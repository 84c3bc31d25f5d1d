// Copyright (c) 2026 Gvp
// Licensed under the Apache License, Version 2.0 (the "License");
// you may not use this file except in compliance with the License.
// You may obtain a copy of the License at
//     http://www.apache.org/licenses/LICENSE-2.0
// Unless required by applicable law or agreed to in writing, software
// distributed under the License is distributed on an "AS IS" BASIS,
// WITHOUT WARRANTIES OR CONDITIONS OF ANY KIND, either express or implied.
// See the License for the specific language governing permissions and
// limitations under the License.

#![forbid(unsafe_code)]
#![warn(missing_docs)]

//! Deterministic, length-prefix-free binary codec for [`LocationOffset`].
//!
//! The wire shape is specified down to the byte (little-endian, Borsh-style,
//! no length prefix outside the explicit `num_references` count), so it is
//! hand-written here rather than derived through a serde backend. This
//! module is the boundary where untrusted input enters the system: every
//! other component may assume depth and fanout bounds already hold once a
//! `LocationOffset` has come out of [`decode`].

use super::types::{LocationOffset, MAX_REFERENCE_DEPTH, MAX_TOTAL_REFERENCES};
use thiserror::Error;

/// Codec errors. Never panics on adversarial input.
#[derive(Debug, Error, Clone, Copy, PartialEq, Eq)]
pub enum CodecError {
    /// Buffer ran out of bytes before a fixed field completed.
    #[error("truncated offset")]
    Truncated,
    /// Reference nesting depth exceeded `MAX_REFERENCE_DEPTH`.
    #[error("reference depth exceeded")]
    DepthExceeded,
    /// Total reference count (recursively summed) exceeded `MAX_TOTAL_REFERENCES`.
    #[error("reference fanout exceeded")]
    FanoutExceeded,
}

/// Encode an offset to its canonical wire bytes, signature included.
pub fn encode(offset: &LocationOffset) -> Vec<u8> {
    let mut out = Vec::with_capacity(64 + 32 + 8 + 8 + 8 + 8 + 8 + 1);
    out.extend_from_slice(&offset.signature);
    encode_unsigned(offset, &mut out);
    out
}

/// Bytes covered by the Ed25519 signature: every field of `offset` except
/// `signature`, followed by each reference's *full* encoded bytes in order
/// (so tampering with a child invalidates the parent, per `spec.md` §4.1).
pub fn signing_bytes(offset: &LocationOffset) -> Vec<u8> {
    let mut out = Vec::with_capacity(32 + 8 + 8 + 8 + 8 + 8 + 1);
    encode_unsigned(offset, &mut out);
    out
}

fn encode_unsigned(offset: &LocationOffset, out: &mut Vec<u8>) {
    out.extend_from_slice(&offset.authority_pubkey);
    out.extend_from_slice(&offset.measurement_slot.to_le_bytes());
    out.extend_from_slice(&offset.lat.to_le_bytes());
    out.extend_from_slice(&offset.lng.to_le_bytes());
    out.extend_from_slice(&offset.measured_rtt_ns.to_le_bytes());
    out.extend_from_slice(&offset.rtt_ns.to_le_bytes());
    out.push(offset.references.len() as u8);
    for r in &offset.references {
        out.extend_from_slice(&encode(r));
    }
}

/// Decode a single `LocationOffset` from the front of `buf`.
///
/// Trailing bytes after the parsed offset are not an error — the caller
/// (transport) is responsible for treating "one datagram, one offset" as
/// its own framing contract. Returns the decoded offset and the number of
/// bytes consumed.
pub fn decode(buf: &[u8]) -> Result<(LocationOffset, usize), CodecError> {
    let mut cursor = Cursor { buf, pos: 0 };
    let offset = decode_at(&mut cursor, 0)?;
    let total = offset.total_reference_count();
    if total > MAX_TOTAL_REFERENCES {
        return Err(CodecError::FanoutExceeded);
    }
    Ok((offset, cursor.pos))
}

struct Cursor<'a> {
    buf: &'a [u8],
    pos: usize,
}

impl<'a> Cursor<'a> {
    fn take(&mut self, n: usize) -> Result<&'a [u8], CodecError> {
        let end = self.pos.checked_add(n).ok_or(CodecError::Truncated)?;
        let slice = self.buf.get(self.pos..end).ok_or(CodecError::Truncated)?;
        self.pos = end;
        Ok(slice)
    }

    fn take_array<const N: usize>(&mut self) -> Result<[u8; N], CodecError> {
        let slice = self.take(N)?;
        let mut out = [0u8; N];
        out.copy_from_slice(slice);
        Ok(out)
    }

    fn take_u64(&mut self) -> Result<u64, CodecError> {
        Ok(u64::from_le_bytes(self.take_array()?))
    }

    fn take_f64(&mut self) -> Result<f64, CodecError> {
        Ok(f64::from_le_bytes(self.take_array()?))
    }

    fn take_u8(&mut self) -> Result<u8, CodecError> {
        let slice = self.take(1)?;
        Ok(slice[0])
    }
}

fn decode_at(cursor: &mut Cursor<'_>, depth: usize) -> Result<LocationOffset, CodecError> {
    let signature = cursor.take_array::<64>()?;
    let authority_pubkey = cursor.take_array::<32>()?;
    let measurement_slot = cursor.take_u64()?;
    let lat = cursor.take_f64()?;
    let lng = cursor.take_f64()?;
    let measured_rtt_ns = cursor.take_u64()?;
    let rtt_ns = cursor.take_u64()?;
    let num_references = cursor.take_u8()? as usize;

    if num_references > 0 && depth >= MAX_REFERENCE_DEPTH {
        return Err(CodecError::DepthExceeded);
    }

    let mut references = Vec::with_capacity(num_references);
    for _ in 0..num_references {
        references.push(decode_at(cursor, depth + 1)?);
    }

    Ok(LocationOffset {
        signature,
        authority_pubkey,
        measurement_slot,
        lat,
        lng,
        measured_rtt_ns,
        rtt_ns,
        references,
    })
}

#[cfg(test)]
mod tests {
    use super::*;

    fn sample(references: Vec<LocationOffset>) -> LocationOffset {
        LocationOffset {
            signature: [7u8; 64],
            authority_pubkey: [9u8; 32],
            measurement_slot: 42,
            lat: 50.11,
            lng: 8.68,
            measured_rtt_ns: 800_000,
            rtt_ns: 800_000,
            references,
        }
    }

    #[test]
    fn round_trips_an_anchor() {
        let o = sample(vec![]);
        let bytes = encode(&o);
        let (decoded, consumed) = decode(&bytes).unwrap();
        assert_eq!(decoded, o);
        assert_eq!(consumed, bytes.len());
    }

    #[test]
    fn encoding_is_deterministic() {
        let o = sample(vec![sample(vec![])]);
        assert_eq!(encode(&o), encode(&o.clone()));
    }

    #[test]
    fn depth_three_is_rejected() {
        let d2 = sample(vec![sample(vec![])]);
        let d1 = sample(vec![d2]);
        let root = sample(vec![d1]);
        let bytes = encode(&root);
        assert_eq!(decode(&bytes), Err(CodecError::DepthExceeded));
    }

    #[test]
    fn fanout_over_five_is_rejected() {
        // root with 3 refs, each with 1 ref => total 6, matching S4.
        let leaf = sample(vec![]);
        let mid = sample(vec![leaf]);
        let root = sample(vec![mid.clone(), mid.clone(), mid]);
        let bytes = encode(&root);
        assert_eq!(decode(&bytes), Err(CodecError::FanoutExceeded));
    }

    #[test]
    fn truncated_buffer_is_rejected() {
        let o = sample(vec![]);
        let bytes = encode(&o);
        assert_eq!(decode(&bytes[..bytes.len() - 1]), Err(CodecError::Truncated));
    }

    #[test]
    fn trailing_bytes_are_not_an_error() {
        let o = sample(vec![]);
        let mut bytes = encode(&o);
        bytes.extend_from_slice(b"garbage");
        let (decoded, consumed) = decode(&bytes).unwrap();
        assert_eq!(decoded, o);
        assert!(consumed < bytes.len());
    }

    #[test]
    fn signing_bytes_changes_when_a_nested_reference_changes() {
        let mut child = sample(vec![]);
        let parent = sample(vec![child.clone()]);
        let before = signing_bytes(&parent);

        child.measured_rtt_ns += 1;
        let tampered_parent = sample(vec![child]);
        let after = signing_bytes(&tampered_parent);

        assert_ne!(before, after);
    }
}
━━━━━━━━
Exercise prompt - All the lines above need to be retyped exactly, with nothing left out.

Result of the task -
repository 84c3bc31d25f5d1d
// Copyright (c) 2026 Gvp
// Licensed under the Apache License, Version 2.0 (the "License");
// you may not use this file except in compliance with the License.
// You may obtain a copy of the License at
//     http://www.apache.org/licenses/LICENSE-2.0
// Unless required by applicable law or agreed to in writing, software
// distributed under the License is distributed on an "AS IS" BASIS,
// WITHOUT WARRANTIES OR CONDITIONS OF ANY KIND, either express or implied.
// See the License for the specific language governing permissions and
// limitations under the License.

#![forbid(unsafe_code)]
#![warn(missing_docs)]

//! Deterministic, length-prefix-free binary codec for [`LocationOffset`].
//!
//! The wire shape is specified down to the byte (little-endian, Borsh-style,
//! no length prefix outside the explicit `num_references` count), so it is
//! hand-written here rather than derived through a serde backend. This
//! module is the boundary where untrusted input enters the system: every
//! other component may assume depth and fanout bounds already hold once a
//! `LocationOffset` has come out of [`decode`].

use super::types::{LocationOffset, MAX_REFERENCE_DEPTH, MAX_TOTAL_REFERENCES};
use thiserror::Error;

/// Codec errors. Never panics on adversarial input.
#[derive(Debug, Error, Clone, Copy, PartialEq, Eq)]
pub enum CodecError {
    /// Buffer ran out of bytes before a fixed field completed.
    #[error("truncated offset")]
    Truncated,
    /// Reference nesting depth exceeded `MAX_REFERENCE_DEPTH`.
    #[error("reference depth exceeded")]
    DepthExceeded,
    /// Total reference count (recursively summed) exceeded `MAX_TOTAL_REFERENCES`.
    #[error("reference fanout exceeded")]
    FanoutExceeded,
}

/// Encode an offset to its canonical wire bytes, signature included.
pub fn encode(offset: &LocationOffset) -> Vec<u8> {
    let mut out = Vec::with_capacity(64 + 32 + 8 + 8 + 8 + 8 + 8 + 1);
    out.extend_from_slice(&offset.signature);
    encode_unsigned(offset, &mut out);
    out
}

/// Bytes covered by the Ed25519 signature: every field of `offset` except
/// `signature`, followed by each reference's *full* encoded bytes in order
/// (so tampering with a child invalidates the parent, per `spec.md` §4.1).
pub fn signing_bytes(offset: &LocationOffset) -> Vec<u8> {
    let mut out = Vec::with_capacity(32 + 8 + 8 + 8 + 8 + 8 + 1);
    encode_unsigned(offset, &mut out);
    out
}

fn encode_unsigned(offset: &LocationOffset, out: &mut Vec<u8>) {
    out.extend_from_slice(&offset.authority_pubkey);
    out.extend_from_slice(&offset.measurement_slot.to_le_bytes());
    out.extend_from_slice(&offset.lat.to_le_bytes());
    out.extend_from_slice(&offset.lng.to_le_bytes());
    out.extend_from_slice(&offset.measured_rtt_ns.to_le_bytes());
    out.extend_from_slice(&offset.rtt_ns.to_le_bytes());
    out.push(offset.references.len() as u8);
    for r in &offset.references {
        out.extend_from_slice(&encode(r));
    }
}

/// Decode a single `LocationOffset` from the front of `buf`.
///
/// Trailing bytes after the parsed offset are not an error — the caller
/// (transport) is responsible for treating "one datagram, one offset" as
/// its own framing contract. Returns the decoded offset and the number of
/// bytes consumed.
pub fn decode(buf: &[u8]) -> Result<(LocationOffset, usize), CodecError> {
    let mut cursor = Cursor { buf, pos: 0 };
    let offset = decode_at(&mut cursor, 0)?;
    let total = offset.total_reference_count();
    if total > MAX_TOTAL_REFERENCES {
        return Err(CodecError::FanoutExceeded);
    }
    Ok((offset, cursor.pos))
}

struct Cursor<'a> {
    buf: &'a [u8],
    pos: usize,
}

impl<'a> Cursor<'a> {
    fn take(&mut self, n: usize) -> Result<&'a [u8], CodecError> {
        let end = self.pos.checked_add(n).ok_or(CodecError::Truncated)?;
        let slice = self.buf.get(self.pos..end).ok_or(CodecError::Truncated)?;
        self.pos = end;
        Ok(slice)
    }

    fn take_array<const N: usize>(&mut self) -> Result<[u8; N], CodecError> {
        let slice = self.take(N)?;
        let mut out = [0u8; N];
        out.copy_from_slice(slice);
        Ok(out)
    }

    fn take_u64(&mut self) -> Result<u64, CodecError> {
        Ok(u64::from_le_bytes(self.take_array()?))
    }

    fn take_f64(&mut self) -> Result<f64, CodecError> {
        Ok(f64::from_le_bytes(self.take_array()?))
    }

    fn take_u8(&mut self) -> Result<u8, CodecError> {
        let slice = self.take(1)?;
        Ok(slice[0])
    }
}

fn decode_at(cursor: &mut Cursor<'_>, depth: usize) -> Result<LocationOffset, CodecError> {
    let signature = cursor.take_array::<64>()?;
    let authority_pubkey = cursor.take_array::<32>()?;
    let measurement_slot = cursor.take_u64()?;
    let lat = cursor.take_f64()?;
    let lng = cursor.take_f64()?;
    let measured_rtt_ns = cursor.take_u64()?;
    let rtt_ns = cursor.take_u64()?;
    let num_references = cursor.take_u8()? as usize;

    if num_references > 0 && depth >= MAX_REFERENCE_DEPTH {
        return Err(CodecError::DepthExceeded);
    }

    let mut references = Vec::with_capacity(num_references);
    for _ in 0..num_references {
        references.push(decode_at(cursor, depth + 1)?);
    }

    Ok(LocationOffset {
        signature,
        authority_pubkey,
        measurement_slot,
        lat,
        lng,
        measured_rtt_ns,
        rtt_ns,
        references,
    })
}

#[cfg(test)]
mod tests {
    use super::*;

    fn sample(references: Vec<LocationOffset>) -> LocationOffset {
        LocationOffset {
            signature: [7u8; 64],
            authority_pubkey: [9u8; 32],
            measurement_slot: 42,
            lat: 50.11,
            lng: 8.68,
            measured_rtt_ns: 800_000,
            rtt_ns: 800_000,
            references,
        }
    }

    #[test]
    fn round_trips_an_anchor() {
        let o = sample(vec![]);
        let bytes = encode(&o);
        let (decoded, consumed) = decode(&bytes).unwrap();
        assert_eq!(decoded, o);
        assert_eq!(consumed, bytes.len());
    }

    #[test]
    fn encoding_is_deterministic() {
        let o = sample(vec![sample(vec![])]);
        assert_eq!(encode(&o), encode(&o.clone()));
    }

    #[test]
    fn depth_three_is_rejected() {
        let d2 = sample(vec![sample(vec![])]);
        let d1 = sample(vec![d2]);
        let root = sample(vec![d1]);
        let bytes = encode(&root);
        assert_eq!(decode(&bytes), Err(CodecError::DepthExceeded));
    }

    #[test]
    fn fanout_over_five_is_rejected() {
        // root with 3 refs, each with 1 ref => total 6, matching S4.
        let leaf = sample(vec![]);
        let mid = sample(vec![leaf]);
        let root = sample(vec![mid.clone(), mid.clone(), mid]);
        let bytes = encode(&root);
        assert_eq!(decode(&bytes), Err(CodecError::FanoutExceeded));
    }

    #[test]
    fn truncated_buffer_is_rejected() {
        let o = sample(vec![]);
        let bytes = encode(&o);
        assert_eq!(decode(&bytes[..bytes.len() - 1]), Err(CodecError::Truncated));
    }

    #[test]
    fn trailing_bytes_are_not_an_error() {
        let o = sample(vec![]);
        let mut bytes = encode(&o);
        bytes.extend_from_slice(b"garbage");
        let (decoded, consumed) = decode(&bytes).unwrap();
        assert_eq!(decoded, o);
        assert!(consumed < bytes.len());
    }

    #[test]
    fn signing_bytes_changes_when_a_nested_reference_changes() {
        let mut child = sample(vec![]);
        let parent = sample(vec![child.clone()]);
        let before = signing_bytes(&parent);

        child.measured_rtt_ns += 1;
        let tampered_parent = sample(vec![child]);
        let after = signing_bytes(&tampered_parent);

        assert_ne!(before, after);
    }
}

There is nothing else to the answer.